What comes to mind when you think of a Sunday drive? For me, it’s thoughts of a leisurely afternoon drive where no one is in a rush to no particular destination. I think of tulips, the New Orleans Mardi Gras Fountain, and Coca-Cola.
As far back as I can remember, the Sunday drive has been a part of my life. Earliest recollections recount a spontaneous event in which my dad would announce that we were going for a ride. Dad would get behind the wheel and drive – sometimes in an intended direction, sometimes not. The afternoon trips were fun and would often take us along the New Orleans lakefront of the 1960‘s. Driving past neutral grounds planted full of flowers, we would feast our eyes on dazzling springtime tulips in every shade of the rainbow. Waves lapped against the seawall as we drove along the lakeshore, while seagulls circled and squawked overhead. Back then the Mardi Gras Fountain was in service and although it was best to observe its changing colors at night, it was still a refreshing sight.
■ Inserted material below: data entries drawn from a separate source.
//! ---
//! ems_section: "08-energy-models-optimization"
//! ems_subsection: "module"
//! ems_type: "source"
//! ems_scope: "code"
//! ems_description: "Telemetry binding and aggregation for the metering dashboard."
//! ems_version: "v0.0.0-prealpha"
//! ems_owner: "tbd"
//! ---
//! Static role table. The position of a channel in the host configuration
//! decides its role; the table below is the only place that mapping lives.

use std::fmt;

use serde::{Deserialize, Serialize};

/// Number of semantic roles a configuration can bind.
pub const ROLE_COUNT: usize = 18;

/// Semantic meaning of a configured channel position.
#[derive(Debug, Clone, Copy, PartialEq, Eq, Hash, PartialOrd, Ord, Serialize, Deserialize)]
pub enum Role {
    U1,
    U2,
    U3,
    I1,
    I2,
    I3,
    P1,
    P2,
    P3,
    PTotal,
    PMax,
    PMin,
    ThdI1,
    ThdI2,
    ThdI3,
    ThdU1N,
    ThdU2N,
    ThdU3N,
}

/// Roles in configuration order: `ROLE_TABLE[i]` is the role of position `i`.
pub const ROLE_TABLE: [Role; ROLE_COUNT] = [
    Role::U1,
    Role::U2,
    Role::U3,
    Role::I1,
    Role::I2,
    Role::I3,
    Role::P1,
    Role::P2,
    Role::P3,
    Role::PTotal,
    Role::PMax,
    Role::PMin,
    Role::ThdI1,
    Role::ThdI2,
    Role::ThdI3,
    Role::ThdU1N,
    Role::ThdU2N,
    Role::ThdU3N,
];

impl Role {
    /// Configuration position bound to this role.
    pub const fn position(self) -> usize {
        self as usize
    }

    /// Role at a configuration position, if the position is inside the table.
    pub fn at(position: usize) -> Option<Role> {
        ROLE_TABLE.get(position).copied()
    }

    /// Display label used on panels.
    pub fn label(self) -> &'static str {
        match self {
            Role::U1 => "U1",
            Role::U2 => "U2",
            Role::U3 => "U3",
            Role::I1 => "I1",
            Role::I2 => "I2",
            Role::I3 => "I3",
            Role::P1 => "P1",
            Role::P2 => "P2",
            Role::P3 => "P3",
            Role::PTotal => "P total",
            Role::PMax => "P max",
            Role::PMin => "P min",
            Role::ThdI1 => "THD I1",
            Role::ThdI2 => "THD I2",
            Role::ThdI3 => "THD I3",
            Role::ThdU1N => "THD U1-N",
            Role::ThdU2N => "THD U2-N",
            Role::ThdU3N => "THD U3-N",
        }
    }

    pub fn unit(self) -> Unit {
        match self {
            Role::U1 | Role::U2 | Role::U3 => Unit::Volt,
            Role::I1 | Role::I2 | Role::I3 => Unit::Ampere,
            Role::P1 | Role::P2 | Role::P3 | Role::PTotal | Role::PMax | Role::PMin => {
                Unit::Kilowatt
            }
            _ => Unit::Percent,
        }
    }
}

impl fmt::Display for Role {
    fn fmt(&self, f: &mut fmt::Formatter<'_>) -> fmt::Result {
        f.write_str(self.label())
    }
}

/// Engineering unit attached to a reading.
#[derive(Debug, Clone, Copy, PartialEq, Eq, Hash)]
pub enum Unit {
    Volt,
    Ampere,
    Kilowatt,
    Percent,
}

impl Unit {
    pub fn symbol(self) -> &'static str {
        match self {
            Unit::Volt => "V",
            Unit::Ampere => "A",
            Unit::Kilowatt => "kW",
            Unit::Percent => "%",
        }
    }
}

impl fmt::Display for Unit {
    fn fmt(&self, f: &mut fmt::Formatter<'_>) -> fmt::Result {
        f.write_str(self.symbol())
    }
}

impl Serialize for Unit {
    fn serialize<S: serde::Serializer>(&self, serializer: S) -> Result<S::Ok, S::Error> {
        serializer.serialize_str(self.symbol())
    }
}

/// Chart grouping; each group keeps its own rolling history of three series.
#[derive(Debug, Clone, Copy, PartialEq, Eq, Hash, Serialize)]
#[serde(rename_all = "lowercase")]
pub enum MetricGroup {
    Voltage,
    Current,
    Power,
    Thd,
}

impl MetricGroup {
    pub const ALL: [MetricGroup; 4] = [
        MetricGroup::Voltage,
        MetricGroup::Current,
        MetricGroup::Power,
        MetricGroup::Thd,
    ];

    pub fn as_str(self) -> &'static str {
        match self {
            MetricGroup::Voltage => "voltage",
            MetricGroup::Current => "current",
            MetricGroup::Power => "power",
            MetricGroup::Thd => "thd",
        }
    }

    pub fn unit(self) -> Unit {
        match self {
            MetricGroup::Voltage => Unit::Volt,
            MetricGroup::Current => Unit::Ampere,
            MetricGroup::Power => Unit::Kilowatt,
            MetricGroup::Thd => Unit::Percent,
        }
    }

    /// Roles plotted as `value1..value3`. The THD chart tracks current distortion.
    pub fn series_roles(self) -> [Role; 3] {
        match self {
            MetricGroup::Voltage => [Role::U1, Role::U2, Role::U3],
            MetricGroup::Current => [Role::I1, Role::I2, Role::I3],
            MetricGroup::Power => [Role::P1, Role::P2, Role::P3],
            MetricGroup::Thd => [Role::ThdI1, Role::ThdI2, Role::ThdI3],
        }
    }

    /// Legend labels for `value1..value3`.
    pub fn series_labels(self) -> [&'static str; 3] {
        match self {
            MetricGroup::Voltage => ["U1", "U2", "U3"],
            MetricGroup::Current => ["I1", "I2", "I3"],
            MetricGroup::Power => ["P1", "P2", "P3"],
            MetricGroup::Thd => ["THD1", "THD2", "THD3"],
        }
    }
}

impl fmt::Display for MetricGroup {
    fn fmt(&self, f: &mut fmt::Formatter<'_>) -> fmt::Result {
        f.write_str(self.as_str())
    }
}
Drives to the northshore of Lake Pontchartrain found us stopping at roadside diners and having 6 oz. bottles of Cokes as the perfect refreshment from Louisiana heat.
After I married, Sunday drives with Dad became a memory as my husband became the captain of the rides. His knack for driving the family around for hours-on-end, without a specific destination, makes him the perfect Sunday driver. Whether sticking close to home or venturing farther away, he is the king of leisure driving.
Last Sunday,my husband suggested that we go somewhere – at least to take a drive. David and I hopped into the truck with our daughter for an afternoon adventure to nowhere. Not sure which direction to take, I volunteered we drive to west valley.
The break-up had begun and we rode down muddy roads discovering new places. An old farmhouse got us to thinking about what life was like for its former owners.
And the blustery wind blowing hard across this open field reminded me that March had come in like a lion.
Farther down the road, the remnants of the old Kuhn Plantation beckoned us,
as did this sign with misspellings.
Aimlessly, we drove for hours enjoying the sights and spring-like weather before returning home.
As the face of the American family has changed greatly over the years, I think the Sunday drive may be waning. Everything seems so complicated now with his, hers, and ours. Families rarely sit down together at the table for a meal, much less have Sunday dinner and then go out for a ride.
Nevertheless, I cannot imagine that the popularity of the Sunday drive will fade away as there are so many outstanding highways and bi-ways to explore.
And if you’re thinking about the price of gas, a Sunday drive with the family for an hour or two is going to be cheaper than going to the movies and buying popcorn and soft drinks.
Everywhere there are treasures to be found. Take a Sunday drive and discover them.